そんなこんなで、進級しての一日目は終了し、帰り支度が出来鞄を肩にかけた。
「翠!一緒に帰ろ!」
名前を呼ばれ、声のした方を見ると、愛花ちゃんが笑顔で手を振り、待ってくれていた。
「迎えに来てくれたの?」
「当たり前じゃん!」
「ありがとう!すごく嬉しい!」
「結構待たせてたよね?ごめんね」
「全然!私も今さっき終わったところだから!」
下駄箱に着くと、丁度靴を履き替えてる彼を見つけた。
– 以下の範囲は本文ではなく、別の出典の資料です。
//! tally-server - realtime counter synchronization and broadcast core
//!
//! Hosts the counter merge endpoint, the live leaderboard (snapshot + SSE
//! push), and the progress broadcast stream.

use anyhow::Result;
use clap::Parser;
use std::sync::Arc;
use tally_common::config;
use tally_common::feed::ChangeFeed;
use tally_server::{build_router, merge::MergeService, progress::ProgressHub, ranker, AppState};
use tracing::info;

/// Buffered feed events per subscriber before lagging
const FEED_CAPACITY: usize = 256;

#[derive(Parser, Debug)]
#[command(name = "tally-server", about = "Realtime counter sync and broadcast core")]
struct Args {
    /// SQLite database path (overrides env and config file)
    #[arg(long)]
    database: Option<String>,

    /// Listen port (overrides env and config file)
    #[arg(long)]
    port: Option<u16>,
}

#[tokio::main]
async fn main() -> Result<()> {
    // Initialize tracing subscriber
    tracing_subscriber::fmt()
        .with_env_filter(
            tracing_subscriber::EnvFilter::from_default_env()
                .add_directive(tracing::Level::INFO.into()),
        )
        .init();

    // Log build identification immediately after tracing init
    info!(
        "Starting tally-server v{} [{}] built {} ({})",
        env!("CARGO_PKG_VERSION"),
        env!("GIT_HASH"),
        env!("BUILD_TIMESTAMP"),
        env!("BUILD_PROFILE")
    );

    let args = Args::parse();

    let db_path = config::resolve_database_path(args.database.as_deref())?;
    let port = config::resolve_port(args.port)?;
    info!("Database path: {}", db_path.display());

    let pool = tally_server::db::init_database(&db_path).await?;
    info!("✓ Counter store ready");

    let feed = Arc::new(ChangeFeed::new(FEED_CAPACITY));
    let merge = Arc::new(MergeService::new(pool.clone(), feed.clone()));

    let (ranker_handle, ranker_shutdown) = ranker::spawn(pool.clone(), feed.clone());
    info!("✓ Feed ranker running");

    let progress = ProgressHub::new();
    let sweeper = progress.start_idle_sweep();

    let state = AppState::new(pool, feed, merge, ranker_handle, progress);
    let app = build_router(state);

    let listener = tokio::net::TcpListener::bind(("0.0.0.0", port)).await?;
    info!("tally-server listening on http://0.0.0.0:{}", port);
    info!("Health check: http://127.0.0.1:{}/health", port);

    axum::serve(listener, app)
        .with_graceful_shutdown(async {
            let _ = tokio::signal::ctrl_c().await;
            info!("Shutdown signal received");
        })
        .await?;

    // Close the ranker state machine and the idle sweep before exit
    ranker_shutdown.shutdown().await;
    sweeper.abort();
    info!("tally-server stopped");

    Ok(())
}
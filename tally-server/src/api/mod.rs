//! HTTP API handlers for tally-server

pub mod counter;
pub mod health;
pub mod identity;
pub mod leaderboard;
pub mod progress;

pub use counter::merge_counter;
pub use health::health_check;
pub use identity::VerifiedIdentity;
pub use leaderboard::{get_leaderboard, leaderboard_events};
pub use progress::progress_events;

use axum::http::StatusCode;
use axum::response::{IntoResponse, Response};
use axum::Json;
use serde_json::json;
use tally_common::Error;

/// Error wrapper mapping core errors onto HTTP responses
///
/// Validation and authorization failures are client error classes; everything
/// else (persistence, internal) is a server error class. Bodies carry the
/// same `{success, error}` shape the mutation endpoint promises.
pub struct ApiError(Error);

impl From<Error> for ApiError {
    fn from(err: Error) -> Self {
        Self(err)
    }
}

impl IntoResponse for ApiError {
    fn into_response(self) -> Response {
        let status = match &self.0 {
            Error::InvalidInput(_) => StatusCode::BAD_REQUEST,
            Error::Unauthorized(_) => StatusCode::FORBIDDEN,
            Error::NotFound(_) => StatusCode::NOT_FOUND,
            _ => StatusCode::INTERNAL_SERVER_ERROR,
        };

        let body = Json(json!({
            "success": false,
            "error": self.0.to_string(),
        }));

        (status, body).into_response()
    }
}
//! Merge submission transport
//!
//! The reconciler queue talks to the Merge Service through this trait so
//! tests can script failures without a server. The real implementation posts
//! to `/api/counter` with the verified identity headers the auth layer
//! expects to see.

use async_trait::async_trait;
use tally_common::api::{
    Identity, MergeRequest, MergeResponse, ACTOR_ID_HEADER, DISPLAY_NAME_HEADER,
};
use thiserror::Error;

/// Transport-level merge submission errors
#[derive(Debug, Error)]
pub enum TransportError {
    /// Connection-level failure (DNS, reset, timeout)
    #[error("Network error: {0}")]
    Network(#[from] reqwest::Error),

    /// Server rejected the submission (validation or authorization);
    /// resubmitting the same request cannot succeed
    #[error("Merge rejected ({status}): {message}")]
    Rejected { status: u16, message: String },

    /// Server-side failure (persistence unavailable); safe to retry
    #[error("Server error ({status}): {message}")]
    Server { status: u16, message: String },

    /// Response did not match the merge protocol
    #[error("Protocol error: {0}")]
    Protocol(String),
}

impl TransportError {
    /// Whether the reconciler should retry this submission with backoff.
    ///
    /// Rejections (validation, authorization) are surfaced and never
    /// retried; transient network and server failures are.
    pub fn is_retryable(&self) -> bool {
        match self {
            TransportError::Network(_) | TransportError::Server { .. } => true,
            TransportError::Rejected { .. } | TransportError::Protocol(_) => false,
        }
    }
}

/// Submits proposed counter totals to the Merge Service
#[async_trait]
pub trait MergeTransport: Send + Sync + 'static {
    /// Submit a proposed total for `owner_id` and return the confirmed value
    async fn submit(&self, owner_id: &str, proposed: u64) -> Result<u64, TransportError>;
}

/// HTTP transport posting to the tally-server counter endpoint
pub struct HttpMergeTransport {
    client: reqwest::Client,
    base_url: String,
    identity: Identity,
}

impl HttpMergeTransport {
    /// `base_url` is the server root, e.g. `http://127.0.0.1:5730`
    pub fn new(base_url: impl Into<String>, identity: Identity) -> Self {
        Self {
            client: reqwest::Client::new(),
            base_url: base_url.into(),
            identity,
        }
    }
}

#[async_trait]
impl MergeTransport for HttpMergeTransport {
    async fn submit(&self, owner_id: &str, proposed: u64) -> Result<u64, TransportError> {
        let request = MergeRequest {
            owner_id: owner_id.to_string(),
            proposed_value: proposed as i64,
        };

        let mut builder = self
            .client
            .post(format!("{}/api/counter", self.base_url))
            .header(ACTOR_ID_HEADER, &self.identity.actor_id)
            .json(&request);
        if let Some(name) = &self.identity.display_name {
            builder = builder.header(DISPLAY_NAME_HEADER, name);
        }

        let response = builder.send().await?;
        let status = response.status();
        let body: MergeResponse = response
            .json()
            .await
            .map_err(|e| TransportError::Protocol(e.to_string()))?;

        if status.is_success() && body.success {
            body.new_count
                .ok_or_else(|| TransportError::Protocol("missing new_count".to_string()))
        } else {
            let message = body
                .error
                .unwrap_or_else(|| format!("HTTP {}", status.as_u16()));
            if status.is_client_error() {
                Err(TransportError::Rejected {
                    status: status.as_u16(),
                    message,
                })
            } else {
                Err(TransportError::Server {
                    status: status.as_u16(),
                    message,
                })
            }
        }
    }
}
そして、何となく彼の行動を、目で追ってしまった。
「ねえ、翠もしかして気になってる感じ?」
ただ見てるだけの私の横で、唐突にそんな事を言う愛花ちゃんに対し、体が大きく反応する。
「気になってない!」
「いや、バレバレだよ」
「いや、本当に気になってるとかではないけど」
呆れたような顔でこちらの顔を覗き見てくる。
「けど?」
「けど、何か目で追っちゃうというか」
その発言を聞くや否や悪い笑みで私の顔を見てきた。
「目で追うってことは、それは気になってる証拠だよ」
「そんな事ないよ!」
「進級早々、いい人に会えて良かったね!」
親指を立て、からかいの笑みを作られる。
「もう、だから違うってば!」
「もう~翠ちゃん分かったてば、そんなに意地張らないの~」
羞恥心から、顔が火照り、何も反応出来ず無視をする。
「無視しないよ〜!」
「茶化さないでよ」
「まあ、でもあの人はやめた方が良いんじゃない?」
一気に真面目なトーンになったせいで、拍子抜けする。
「何、急に?さっきまで、人をからかって喜んでたのに」
「いや、さっきは翠のこと不安にさせないようにと思って、あんなこと言ったけど、よくよく考えたら、クラスの人たちに目付けられないか心配」
「そうかな?」
「結構、一年生の頃から悪い噂で有名だったぽいし」
「確かに、皆から距離置かれてる感じはしたかも」
そう言いながらも、何故か少し寂しくて、落ち込む。
「まあ、翠がさどうしたいかだから、私は止めないけどね。クラスの人よりも、圧倒的に、自分の気持ちを優先すべき」
「そうかな?」
「そりゃそうだよ!だって、翠の人生は翠のものだもん!」
思いがけない言葉たちに鼻がツーンとして、視界がほんの少しぼやけて見えた。
「まあ、でも気をつけてね。さっき翠の教室行った時、周囲の女子たちに見られた気がして、嫌な感じがした?みたいな」
「愛花ちゃんもそう思った?私も、あそこの教室居心地悪くて苦手なんだよね」
「一年、あのクラスだもんね。クラスは、離れちゃったけど私は、いつでも見方だから!何かあれば、すぐに言って」
「ありがとう。愛花ちゃんがいてくるだけで、心強いよ!」
諦めないことを教えてくれた、唯一無二の存在だと心の底から思っていた。